A–B Flow cytometry analysis of freshly isolated cells from ocular surface (OS, in A) and cervical lymph nodes (CLN, in B) from wild-type (WT) and DNTGFβRII mice before (nonstressed, NS) and after 5 days of desiccating stress (DS5).*P<0.05, within strain comparison. Bar charts show mean ± SD of three independent experiments (final n = 4 for each group for OS, final n = 6 for each group for CLN). C.Conjunctival sections stained for CD4+ T cells (in red) of RAG1KO recipient mice that received CD4+ cells isolated from WT and DNTGFβRII DS5 mice. Note CD4+T cell infiltration in goblet cell rich area of conjunctiva in WT-DS5 recipient mice. The black dotted circle is a higher magnification of area demarcated by blue dotted circle. Original magnification: 20×. Scale bar = 50 µm. D and E. Conjunctival CD4+T cell (in D) and PAS+ conjunctival goblet cells (in E) counts in RAG1KO recipient mice that received cells from CD4+ cells isolated from WT and DNTGFβRII mice after 5 days of desiccating stress (DS5). Bar charts show mean ± SD of three independent experiments (final n = 5 for each group) F.Relative change of IL-17A, IFN-γ and IL-13 mRNA transcripts in conjunctiva of RAG recipients. Asterisks indicate comparison to strain-specific controls. Bar charts show mean ± SD of two independent experiments (final n = 6 for each group).

https://doi.org/10.1371/journal.pone.0029017.g004

Our previous published studies showed that inflammation and epithelial disease in the lacrimal glands, cornea, and conjunctiva can been induced by transferring CD4+ T cells from mice subjected to experimental DS to T-cell-deficient mice that have not been exposed to DS [26]. Because this adoptive transfer model offers the possibility to evaluate the migration of systemic transferred “eye” primed pathogenic T cells and the induction of disease in an immunodeficient host, we performed adoptive transfer using CD4+ cells isolated from DS5 WT and CD4-DNTGFβRII and evaluated goblet cell density and CD4+ T cell infiltration in the conjunctival epithelium. We observed that RAG1KO mice that received CD4+ adoptively transferred from CD4-DNTGFβRII DS5 mice had lower CD4+T cell infiltration and higher numbers of PAS+ GC in the conjunctiva than WT mice (Figure 4C–E). CD4+ T cells from DS5 donor mice localized in the goblet cell rich area of the conjunctiva (Figure 4C, insets). We also observed that CD4-DNTGFβRII DS5 RAG recipient mice had lower IL-17A, IFN-γ and higher IL-13 mRNA transcripts than RAG1KO recipient mice which received cells from WT DS5 control mice (Figure 4F).

These results indicate that TGF-β is critical to generation, migration and survival of Th-17 eye-primed cells.

Discussion

Our findings indicate TGF-β has at least two different roles on the ocular surface: 1) maintenance of homeostasis and 2) generation of an immune response to stresses, such as desiccation.
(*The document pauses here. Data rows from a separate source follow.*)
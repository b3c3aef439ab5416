// Copyright (c) Microsoft Corporation.
// Licensed under the MIT license.

//! Collision-resistant names for provisioned resources
//!
//! Names are a fixed prefix followed by 16 random bytes, hex encoded. The
//! bytes come from `rand`'s thread-local generator, a CSPRNG seeded from the
//! operating system, so concurrent runs against a shared platform do not
//! collide.

use anyhow::{bail, Result};
use rand::RngCore;

pub const ORG_PREFIX: &str = "ci-org-";
pub const SPACE_PREFIX: &str = "ci-space-";
pub const USER_PREFIX: &str = "ci-user-";
pub const BUILDPACK_PREFIX: &str = "conjur_buildpack_ci_";

const SUFFIX_BYTES: usize = 16;

/// 32 lowercase hex characters
pub fn random_hex() -> String {
    let mut bytes = [0u8; SUFFIX_BYTES];
    rand::rng().fill_bytes(&mut bytes);
    hex::encode(bytes)
}

pub fn unique_name(prefix: &str) -> String {
    format!("{prefix}{}", random_hex())
}

/// Check that a caller-supplied resource name is a plain identifier.
///
/// Platform names interpolated into commands are limited to ASCII
/// alphanumerics, `-`, `_` and `.`.
pub fn validate_name(name: &str) -> Result<&str> {
    if name.is_empty() {
        bail!("Resource name must not be empty");
    }
    if let Some(ch) = name
        .chars()
        .find(|c| !(c.is_ascii_alphanumeric() || matches!(c, '-' | '_' | '.')))
    {
        bail!("Resource name '{}' contains invalid character {:?}", name, ch);
    }
    Ok(name)
}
We observed development of a spontaneous dry eye phenotype in the CD4-DNTGFβRII mice with aging from 8–14 weeks, with increased corneal surface irregularity, T cell infiltration in the cornea and conjunctiva and corneal barrier disruption. Paradoxically, exposure of 14 week-old mice to a desiccating environment decreased the severity of ocular parameters which was accompanied by decreased CD4+ T cell infiltration of the cornea and conjunctiva, increased goblet cell density and decreased levels of T cell related cytokines. RAG1KO recipients of adoptively transferred CD4+ T cells from CD4-DNTGFβRII mice subjected to DS developed less severe disease than recipients of CD4+ T cells from wild-type mice.
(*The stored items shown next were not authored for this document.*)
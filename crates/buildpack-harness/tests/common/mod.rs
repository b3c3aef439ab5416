// Copyright (c) Microsoft Corporation.
// Licensed under the MIT license.

use std::path::Path;
use std::sync::Arc;

use buildpack_harness::testing::ScriptedExecutor;
use buildpack_harness::{HarnessConfig, World};
use conjur_api::memory::MemoryConjur;
use secrecy::SecretString;

pub const CF_ADMIN_PASSWORD: &str = "cf-admin-password";

pub fn test_config(ci_dir: &Path) -> HarnessConfig {
    HarnessConfig {
        cf_api_endpoint: "https://api.sys.example.com".to_string(),
        cf_admin_password: SecretString::new(CF_ADMIN_PASSWORD.into()),
        branch_name: None,
        conjur_appliance_url: "https://conjur.example.com".to_string(),
        conjur_account: "cucumber".to_string(),
        conjur_admin_password: SecretString::new("admin".into()),
        conjur_insecure: false,
        ci_dir: ci_dir.to_path_buf(),
        buildpack_dir: ci_dir.join("buildpack"),
    }
}

/// A world wired to fakes, with handles on the fakes for assertions
pub struct TestWorld {
    pub world: World,
    pub executor: Arc<ScriptedExecutor>,
    pub conjur: Arc<MemoryConjur>,
}

#[allow(dead_code)]
impl TestWorld {
    pub fn new() -> Self {
        Self::with(ScriptedExecutor::new(), default_conjur())
    }

    pub fn with(executor: ScriptedExecutor, conjur: MemoryConjur) -> Self {
        Self::with_config(test_config(Path::new("/tmp/buildpack-ci")), executor, conjur)
    }

    pub fn with_config(config: HarnessConfig, executor: ScriptedExecutor, conjur: MemoryConjur) -> Self {
        let executor = Arc::new(executor);
        let conjur = Arc::new(conjur);
        let world = World::new(config, executor.clone(), conjur.clone());
        Self {
            world,
            executor,
            conjur,
        }
    }
}

pub fn default_conjur() -> MemoryConjur {
    MemoryConjur::new("cucumber")
        .with_user("admin", "admin")
        .with_role("alice")
        .with_role("host/app/web")
}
There are several animal models of dry eye currently used throughout the world. They are either spontaneous or induced. Several spontaneous models with lymphocytic infiltration of the lacrimal and salivary glands and ocular surface inflammation mimick Sjögren's syndrome to a certain extent. These include the non-obese diabetic (NOD), MRL/Lpr, NZB/W F1 mouse, and TGF-β1, CD25 and Thrombospodin knock-out (KO) strains [32][34].

Similar to the immune phenotype observed in the CD4-DNTGFβRII mice, several other mouse strains (non-obese diabetic, MRLlpr/lpr, CD25KO, TGF-β1KO) develop autoimmunity with aging. However, details regarding the ocular surface disease that develops in these models is scarce. TGFβ1KO mice die shortly after birth due to massive, multifocal inflammatory disease [9], [10], [35]. Both lacrimal and submandibular glands of these mice are heavily infiltrated with T cells and show increased levels of T cell related cytokines, notably IFN-γ, IL-1β and TNF-α [10], [35]. The Th-17 signature cytokine IL-17 was not investigated in this model. TGF-β1KO mice develop dry crusty eyes, with lid closure [35]. This may suggest irregularity and dryness of the corneal epithelium that is causing photophobia and irritation. Another model used to study TGF-β1 signaling is the Thrombospondin-1 (TSP1) knock-out strain. TSP-1 is a major physiological activator of latent TGF-β1 [36]. Turpie and colleagues characterized these animals and showed that aging led to progressive lacrimal gland T cell infiltration, a decreased lacrimal gland function measure by peroxidase content (measured ex vivo), and an increase in “closed eyes” similar to that seen in the TGF-β1KO mice [36]. Interestingly, similar to our findings in the CD4-DNTGFβRII mice, aged TSP1KO mice had increased corneal surface dye staining, a decreased number of conjunctival goblet cells and increased levels of inflammatory cytokine mRNA transcripts in cornea tissue. These findings indicate that gene deletion or altered TGF-β signaling may compromise generation of natural T regulatory cells (Tregs), leading to an accumulation of auto-reactive, pathogenic CD4+ T cells in the lacrimal gland and in the ocular surface tissues with aging. CD4-DNTGFβRII mice have been noted to develop autoreactive CD4+ T cells that escape control of T regs [19].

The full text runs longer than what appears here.